As measured by the toluene‐induced bioluminescent response of Pseudomonas putida TVA8 in batch experiments, toluene dioxygenase (Tod) enzyme activities are dependent on toluene concentration between 0 and 30 mg/L. To provide a measure of the Tod activity for use in Michaelis‐Menten competitive‐inhibition kinetics, a correlation between toluene concentration and induced Tod activity as measured by an induced bioluminescent response of P. putida TVA8 is presented as a nondimensional Tod activity parameter. A packed‐bed, radial‐flow bioreactor (RFB) using the bioreporter P. putida TVA8A serves as the model system for studying the effect of the enzyme activity parameter on model predictions of vapor‐phase toluene oxidation and trichloroethylene (TCE) cometabolism.
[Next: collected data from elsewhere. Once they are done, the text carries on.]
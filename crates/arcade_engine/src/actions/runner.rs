//! Action runner
//!
//! Holds the running state of every action attached to one entity and
//! advances it once per frame. Leftover time from a finished step flows into
//! the next step of a sequence, so a chain of actions does not drift by a
//! frame per step.

use super::{Action, Timing};
use crate::foundation::math::Transform2D;

/// Progress below this many seconds from the end counts as finished
const FINISH_EPSILON: f32 = 1e-4;

/// Upper bound on restarts of a repeating action within one frame
const MAX_RESTARTS_PER_FRAME: u32 = 8;

/// What the owner should do with the entity after a frame of actions
#[derive(Debug, Clone, Copy, PartialEq, Eq)]
pub enum Directive {
    /// Keep the entity
    Keep,
    /// A `Remove` action fired; destroy the entity
    Remove,
}

#[derive(Debug, Clone, Copy, Default)]
struct StepResult {
    finished: bool,
    leftover: f32,
    remove: bool,
}

impl StepResult {
    fn pending() -> Self {
        Self::default()
    }

    fn done(leftover: f32) -> Self {
        Self { finished: true, leftover, remove: false }
    }

    fn removal(leftover: f32) -> Self {
        Self { finished: true, leftover, remove: true }
    }
}

#[derive(Debug, Clone)]
enum Running {
    MoveBy { delta: crate::foundation::math::Vec2, duration: f32, timing: Timing, elapsed: f32 },
    MoveToX { x: f32, duration: f32, timing: Timing, elapsed: f32, start: Option<f32> },
    RotateBy { angle: f32, duration: f32, elapsed: f32 },
    Wait { duration: f32, elapsed: f32 },
    Group(Vec<(Running, bool)>),
    Sequence { steps: Vec<Action>, index: usize, current: Option<Box<Running>> },
    Repeat { template: Box<Action>, current: Box<Running> },
    Remove,
}

/// Advance a timed leaf and return (progress before, progress after, result)
fn advance_leaf(elapsed: &mut f32, duration: f32, dt: f32) -> (f32, f32, StepResult) {
    if duration <= 0.0 {
        return (0.0, 1.0, StepResult::done(dt));
    }

    let from = *elapsed / duration;
    let used = dt.min((duration - *elapsed).max(0.0));
    *elapsed += used;

    if duration - *elapsed <= FINISH_EPSILON {
        *elapsed = duration;
        (from, 1.0, StepResult::done((dt - used).max(0.0)))
    } else {
        (from, *elapsed / duration, StepResult::pending())
    }
}

impl Running {
    fn start(action: &Action) -> Self {
        match action {
            Action::MoveBy { delta, duration, timing } => Self::MoveBy {
                delta: *delta,
                duration: *duration,
                timing: *timing,
                elapsed: 0.0,
            },
            Action::MoveToX { x, duration, timing } => Self::MoveToX {
                x: *x,
                duration: *duration,
                timing: *timing,
                elapsed: 0.0,
                start: None,
            },
            Action::RotateBy { angle, duration } => Self::RotateBy {
                angle: *angle,
                duration: *duration,
                elapsed: 0.0,
            },
            Action::Wait { duration } => Self::Wait { duration: *duration, elapsed: 0.0 },
            Action::Group(children) => {
                Self::Group(children.iter().map(|child| (Self::start(child), false)).collect())
            }
            Action::Sequence(steps) => Self::Sequence {
                steps: steps.clone(),
                index: 0,
                current: None,
            },
            Action::RepeatForever(child) => Self::Repeat {
                template: child.clone(),
                current: Box::new(Self::start(child)),
            },
            Action::Remove => Self::Remove,
        }
    }

    fn step(&mut self, dt: f32, transform: &mut Transform2D) -> StepResult {
        match self {
            Self::MoveBy { delta, duration, timing, elapsed } => {
                let (from, to, result) = advance_leaf(elapsed, *duration, dt);
                transform.translate(*delta * (timing.apply(to) - timing.apply(from)));
                result
            }
            Self::MoveToX { x, duration, timing, elapsed, start } => {
                let origin = *start.get_or_insert(transform.position.x);
                let (_, to, result) = advance_leaf(elapsed, *duration, dt);
                transform.position.x = origin + (*x - origin) * timing.apply(to);
                result
            }
            Self::RotateBy { angle, duration, elapsed } => {
                let (from, to, result) = advance_leaf(elapsed, *duration, dt);
                transform.rotate(*angle * (to - from));
                result
            }
            Self::Wait { duration, elapsed } => advance_leaf(elapsed, *duration, dt).2,
            Self::Group(children) => {
                let mut all_finished = true;
                let mut leftover = dt;
                for (child, finished) in children.iter_mut() {
                    if *finished {
                        continue;
                    }
                    let result = child.step(dt, transform);
                    if result.remove {
                        return StepResult::removal(result.leftover);
                    }
                    if result.finished {
                        *finished = true;
                        leftover = leftover.min(result.leftover);
                    } else {
                        all_finished = false;
                    }
                }
                if all_finished {
                    StepResult::done(leftover)
                } else {
                    StepResult::pending()
                }
            }
            Self::Sequence { steps, index, current } => {
                let mut remaining = dt;
                loop {
                    let Some(next) = steps.get(*index) else {
                        return StepResult::done(remaining);
                    };
                    let running = current.get_or_insert_with(|| Box::new(Self::start(next)));
                    let result = running.step(remaining, transform);
                    if result.remove {
                        return result;
                    }
                    if !result.finished {
                        return StepResult::pending();
                    }
                    *current = None;
                    *index += 1;
                    remaining = result.leftover;
                }
            }
            Self::Repeat { template, current } => {
                let mut remaining = dt;
                for _ in 0..MAX_RESTARTS_PER_FRAME {
                    let result = current.step(remaining, transform);
                    if result.remove {
                        return result;
                    }
                    if !result.finished {
                        return StepResult::pending();
                    }
                    *current = Box::new(Self::start(template));
                    if result.leftover <= 0.0 {
                        break;
                    }
                    remaining = result.leftover;
                }
                StepResult::pending()
            }
            Self::Remove => StepResult::removal(dt),
        }
    }
}

#[derive(Debug, Clone)]
struct Slot {
    key: Option<String>,
    running: Running,
}

/// Running actions attached to one entity
#[derive(Debug, Clone, Default)]
pub struct ActionRunner {
    slots: Vec<Slot>,
}

impl ActionRunner {
    /// Create an empty runner
    pub fn new() -> Self {
        Self::default()
    }

    /// Start an action alongside the ones already running
    pub fn run(&mut self, action: &Action) {
        self.slots.push(Slot {
            key: None,
            running: Running::start(action),
        });
    }

    /// Start an action under a key, replacing any action running under the same key
    pub fn run_keyed(&mut self, key: &str, action: &Action) {
        self.remove_action(key);
        self.slots.push(Slot {
            key: Some(key.to_string()),
            running: Running::start(action),
        });
    }

    /// Start an action under a key alongside any already running under it
    pub fn run_stacked(&mut self, key: &str, action: &Action) {
        self.slots.push(Slot {
            key: Some(key.to_string()),
            running: Running::start(action),
        });
    }

    /// Check whether an action is running under `key`
    pub fn has_action(&self, key: &str) -> bool {
        self.slots.iter().any(|slot| slot.key.as_deref() == Some(key))
    }

    /// Stop every action running under `key`
    pub fn remove_action(&mut self, key: &str) {
        self.slots.retain(|slot| slot.key.as_deref() != Some(key));
    }

    /// Stop every action
    pub fn remove_all(&mut self) {
        self.slots.clear();
    }

    /// Number of running actions
    pub fn len(&self) -> usize {
        self.slots.len()
    }

    /// Check if nothing is running
    pub fn is_empty(&self) -> bool {
        self.slots.is_empty()
    }

    /// Advance every running action by `delta_time` seconds
    ///
    /// Finished actions are dropped. If any action requests removal the
    /// remaining actions are cancelled and [`Directive::Remove`] is returned.
    pub fn advance(&mut self, delta_time: f32, transform: &mut Transform2D) -> Directive {
        let mut index = 0;
        while index < self.slots.len() {
            let result = self.slots[index].running.step(delta_time, transform);
            if result.remove {
                self.slots.clear();
                return Directive::Remove;
            }
            if result.finished {
                self.slots.remove(index);
            } else {
                index += 1;
            }
        }
        Directive::Keep
    }
}

#[cfg(test)]
mod tests {
    use super::*;
    use crate::foundation::math::Vec2;
    use approx::assert_relative_eq;
    use std::f32::consts::TAU;

    fn fall_cycle(distance: f32, duration: f32) -> Action {
        Action::repeat_forever(Action::sequence(vec![
            Action::group(vec![
                Action::move_by(Vec2::new(0.0, -distance), duration),
                Action::rotate_by(TAU, duration),
            ]),
            Action::remove(),
        ]))
    }

    #[test]
    fn test_fall_reaches_bottom_then_requests_removal() {
        let mut transform = Transform2D::at(Vec2::new(400.0, 800.0));
        let mut runner = ActionRunner::new();
        runner.run(&fall_cycle(850.0, 3.0));

        for _ in 0..5 {
            assert_eq!(runner.advance(0.5, &mut transform), Directive::Keep);
        }
        assert_relative_eq!(transform.position.y, 800.0 - 850.0 * 5.0 / 6.0, epsilon = 1e-3);

        assert_eq!(runner.advance(0.5, &mut transform), Directive::Remove);
        assert_relative_eq!(transform.position.y, -50.0, epsilon = 1e-3);
        assert_relative_eq!(transform.rotation, TAU, epsilon = 1e-4);
        assert!(runner.is_empty());
    }

    #[test]
    fn test_sequence_carries_leftover_time() {
        let mut transform = Transform2D::default();
        let mut runner = ActionRunner::new();
        runner.run(&Action::sequence(vec![
            Action::wait(0.25),
            Action::move_by(Vec2::new(10.0, 0.0), 1.0),
        ]));

        runner.advance(0.5, &mut transform);
        assert_relative_eq!(transform.position.x, 2.5, epsilon = 1e-4);
    }

    #[test]
    fn test_move_to_x_eases_from_current_position() {
        let mut transform = Transform2D::at(Vec2::new(200.0, 100.0));
        let mut runner = ActionRunner::new();
        runner.run(&Action::move_to_x(300.0, 0.25).with_timing(Timing::EaseInEaseOut));

        runner.advance(0.125, &mut transform);
        assert_relative_eq!(transform.position.x, 250.0, epsilon = 1e-3);

        runner.advance(0.125, &mut transform);
        assert_relative_eq!(transform.position.x, 300.0, epsilon = 1e-3);
        assert_relative_eq!(transform.position.y, 100.0);
        assert!(runner.is_empty());
    }

    #[test]
    fn test_keyed_action_replaces_previous() {
        let mut transform = Transform2D::default();
        let mut runner = ActionRunner::new();
        runner.run_keyed("steer", &Action::move_by(Vec2::new(50.0, 0.0), 0.5));
        runner.run_keyed("steer", &Action::move_by(Vec2::new(-50.0, 0.0), 0.5));
        assert_eq!(runner.len(), 1);
        assert!(runner.has_action("steer"));

        runner.advance(0.5, &mut transform);
        assert_relative_eq!(transform.position.x, -50.0, epsilon = 1e-4);
        assert!(!runner.has_action("steer"));
    }

    #[test]
    fn test_stacked_actions_accumulate_until_removed() {
        let mut transform = Transform2D::default();
        let mut runner = ActionRunner::new();
        runner.run_stacked("tap", &Action::move_by(Vec2::new(50.0, 0.0), 0.5));
        runner.advance(0.25, &mut transform);
        runner.run_stacked("tap", &Action::move_by(Vec2::new(50.0, 0.0), 0.5));
        assert_eq!(runner.len(), 2);

        runner.advance(1.0, &mut transform);
        assert_relative_eq!(transform.position.x, 100.0, epsilon = 1e-4);

        runner.run_stacked("tap", &Action::move_by(Vec2::new(50.0, 0.0), 0.5));
        runner.run_stacked("tap", &Action::move_by(Vec2::new(50.0, 0.0), 0.5));
        runner.remove_action("tap");
        assert!(runner.is_empty());
    }

    #[test]
    fn test_repeat_restarts_child() {
        let mut transform = Transform2D::default();
        let mut runner = ActionRunner::new();
        runner.run(&Action::repeat_forever(Action::move_by(Vec2::new(1.0, 0.0), 1.0)));

        for _ in 0..4 {
            assert_eq!(runner.advance(0.5, &mut transform), Directive::Keep);
        }
        assert_relative_eq!(transform.position.x, 2.0, epsilon = 1e-4);
        assert_eq!(runner.len(), 1);
    }

    #[test]
    fn test_remove_all_stops_motion() {
        let mut transform = Transform2D::default();
        let mut runner = ActionRunner::new();
        runner.run(&fall_cycle(850.0, 3.0));
        runner.remove_all();

        assert_eq!(runner.advance(1.0, &mut transform), Directive::Keep);
        assert_eq!(transform, Transform2D::default());
    }
}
Mass balances were performed on a differential section of the RFB to describe the radial transport of vapor‐phase toluene and TCE through a bulk gas phase and the concomitant biological reaction in a stationary biofilm phase. The finite‐element Galerkin weak‐statement formulation with first‐order basis functions was used to find the optimum solution to the highly nonlinear, coupled equations. For this RFB system with toluene concentrations less than 1 mg/L in the bulk gas phase, the Tod activity parameter enables accurate predictions of steady‐state TCE degradation rate (0.27 μg TCE/min). © 2001 John Wiley & Sons, Inc. Biotechnol Bioeng 76: 341–350, 2001.